It’s built to create a disturbance near the surface, which is a great way of bringing those wild trout up to investigate.
A floating line will see this fly perform best; however, don’t make the mistake of getting stuck in a rut. Anglers experimenting with ghost and midge-tip lines have taken many brownies. These lines allow the flies to be trundled just under the surface, which is a tactic that seems to make those shy fish a little less wary.
Fish this pattern similar to a Muddler and you’ll have a great day’s sport.

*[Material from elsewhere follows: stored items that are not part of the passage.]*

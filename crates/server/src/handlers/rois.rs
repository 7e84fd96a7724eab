#![forbid(unsafe_code)]

use super::{JsonBody, PageQuery, QueryParams, body, created, page, params};
use crate::error::ApiResult;
use crate::state::AppState;
use axum::Json;
use axum::extract::{Path, State};
use axum::http::StatusCode;
use serde::Deserialize;
use temdb_storage::{
    CreateRoiRequest, ListRoisRequest, RoiChildrenPage, RoiRow, UpdateRoiRequest,
};

#[derive(Debug, Default, Deserialize)]
pub(crate) struct RoiFilter {
    specimen_id: Option<String>,
    block_id: Option<String>,
    section_id: Option<String>,
    parent_roi_id: Option<String>,
    #[serde(default)]
    top_level_only: bool,
}

/// A bare array, or the same array under `rois`.
#[derive(Debug, Deserialize)]
#[serde(untagged)]
pub(crate) enum RoiBatch {
    List(Vec<CreateRoiRequest>),
    Wrapped { rois: Vec<CreateRoiRequest> },
}

pub(crate) async fn create(
    State(state): State<AppState>,
    payload: JsonBody<CreateRoiRequest>,
) -> ApiResult<(StatusCode, Json<RoiRow>)> {
    let request = body(payload)?;
    Ok(created(state.store()?.create_roi(request)?))
}

pub(crate) async fn create_batch(
    State(state): State<AppState>,
    payload: JsonBody<RoiBatch>,
) -> ApiResult<(StatusCode, Json<Vec<RoiRow>>)> {
    let requests = match body(payload)? {
        RoiBatch::List(requests) | RoiBatch::Wrapped { rois: requests } => requests,
    };
    Ok(created(state.store()?.create_rois_batch(requests)?))
}

pub(crate) async fn list(
    State(state): State<AppState>,
    paging: QueryParams<PageQuery>,
    filter: QueryParams<RoiFilter>,
) -> ApiResult<Json<Vec<RoiRow>>> {
    let page = page(&state, paging)?;
    let filter = params(filter)?;
    let rows = state.store()?.list_rois(&ListRoisRequest {
        specimen_id: filter.specimen_id,
        block_id: filter.block_id,
        section_id: filter.section_id,
        parent_roi_id: filter.parent_roi_id,
        top_level_only: filter.top_level_only,
        page,
    })?;
    Ok(Json(rows))
}

pub(crate) async fn get(
    State(state): State<AppState>,
    Path(roi_id): Path<String>,
) -> ApiResult<Json<RoiRow>> {
    Ok(Json(state.store()?.get_roi(&roi_id)?))
}

pub(crate) async fn update(
    State(state): State<AppState>,
    Path(roi_id): Path<String>,
    payload: JsonBody<UpdateRoiRequest>,
) -> ApiResult<Json<RoiRow>> {
    let request = body(payload)?;
    Ok(Json(state.store()?.update_roi(&roi_id, request)?))
}

pub(crate) async fn delete(
    State(state): State<AppState>,
    Path(roi_id): Path<String>,
) -> ApiResult<StatusCode> {
    state.store()?.delete_roi(&roi_id)?;
    Ok(StatusCode::NO_CONTENT)
}

pub(crate) async fn children(
    State(state): State<AppState>,
    Path(roi_id): Path<String>,
    paging: QueryParams<PageQuery>,
) -> ApiResult<Json<RoiChildrenPage>> {
    let page = page(&state, paging)?;
    Ok(Json(state.store()?.roi_children(&roi_id, page)?))
}

pub(crate) async fn hierarchy(
    State(state): State<AppState>,
    Path(roi_id): Path<String>,
) -> ApiResult<Json<Vec<RoiRow>>> {
    Ok(Json(state.store()?.roi_hierarchy(&roi_id)?))
}
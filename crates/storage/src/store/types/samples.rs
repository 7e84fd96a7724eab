#![forbid(unsafe_code)]

use serde::{Deserialize, Serialize};
use serde_json::Value;
use temdb_core::model::MediaType;

#[derive(Clone, Debug, PartialEq, Serialize, Deserialize)]
pub struct SpecimenRow {
    #[serde(skip)]
    pub id: i64,
    pub specimen_id: String,
    pub description: Option<String>,
    pub specimen_images: Vec<String>,
    pub functional_imaging_metadata: Option<Value>,
    #[serde(with = "crate::store::timestamp")]
    pub created_at: i64,
    #[serde(with = "crate::store::timestamp")]
    pub updated_at: i64,
}

#[derive(Clone, Debug, PartialEq, Serialize, Deserialize)]
pub struct BlockRow {
    #[serde(skip)]
    pub id: i64,
    #[serde(skip)]
    pub specimen_ref: i64,
    pub block_id: String,
    pub specimen_id: String,
    pub description: Option<String>,
    pub microct_info: Option<Value>,
    #[serde(with = "crate::store::timestamp")]
    pub created_at: i64,
    #[serde(with = "crate::store::timestamp")]
    pub updated_at: i64,
}

#[derive(Clone, Debug, PartialEq, Serialize, Deserialize)]
pub struct CuttingSessionRow {
    #[serde(skip)]
    pub id: i64,
    #[serde(skip)]
    pub block_ref: i64,
    pub cutting_session_id: String,
    pub specimen_id: String,
    pub block_id: String,
    #[serde(with = "crate::store::timestamp")]
    pub start_time: i64,
    #[serde(with = "crate::store::timestamp::option")]
    pub end_time: Option<i64>,
    pub operator: Option<String>,
    pub sectioning_device: Option<String>,
    pub media_type: MediaType,
    pub knife_id: Option<String>,
    #[serde(with = "crate::store::timestamp")]
    pub created_at: i64,
    #[serde(with = "crate::store::timestamp")]
    pub updated_at: i64,
}

#[derive(Clone, Debug, PartialEq, Serialize, Deserialize)]
pub struct SubstrateRow {
    #[serde(skip)]
    pub id: i64,
    pub media_id: String,
    pub media_type: String,
    pub uid: Option<String>,
    pub status: String,
    pub metadata: Option<Value>,
    #[serde(with = "crate::store::timestamp")]
    pub created_at: i64,
    #[serde(with = "crate::store::timestamp")]
    pub updated_at: i64,
}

Hook: Kamasan B160, size 10
Thread: Black
Body: Pearl Lurex or tinsel
Legs: Knotted pheasant tail fibres
Hackles: Grizzle in front of natural game cock

How To Tie The Fly 

1. Secure the hook in the vice so that the barb of the hook is visible. Run on some tying thread, nearly equal to half the length of the shank.
2. Take a 4in to 6in length of the pearl tinsel or Lurex and secure with tying thread.
3. Wind the material down to the bend of the hook and then back up over itself before securing with thread. Trim the excess material.
4. At both sides of the hook shank, secure in three or more knotted legs. Trim away the butt ends and tidy up the thorax area.
5. Secure in the game cock hackle by the stalk and trim the excess.
6. Wind the hackle around the hook shank three or four times, secure with the tying thread and trim the waste ends.
7. Again, with the second hackle, secure by the stalk and trim the tag end.
8. Wind the hackle around the shank three or four times up to a point just behind the eye of the hook. Secure and trim the excess.
9. Whip finish and add a touch of varnish to finish the fly.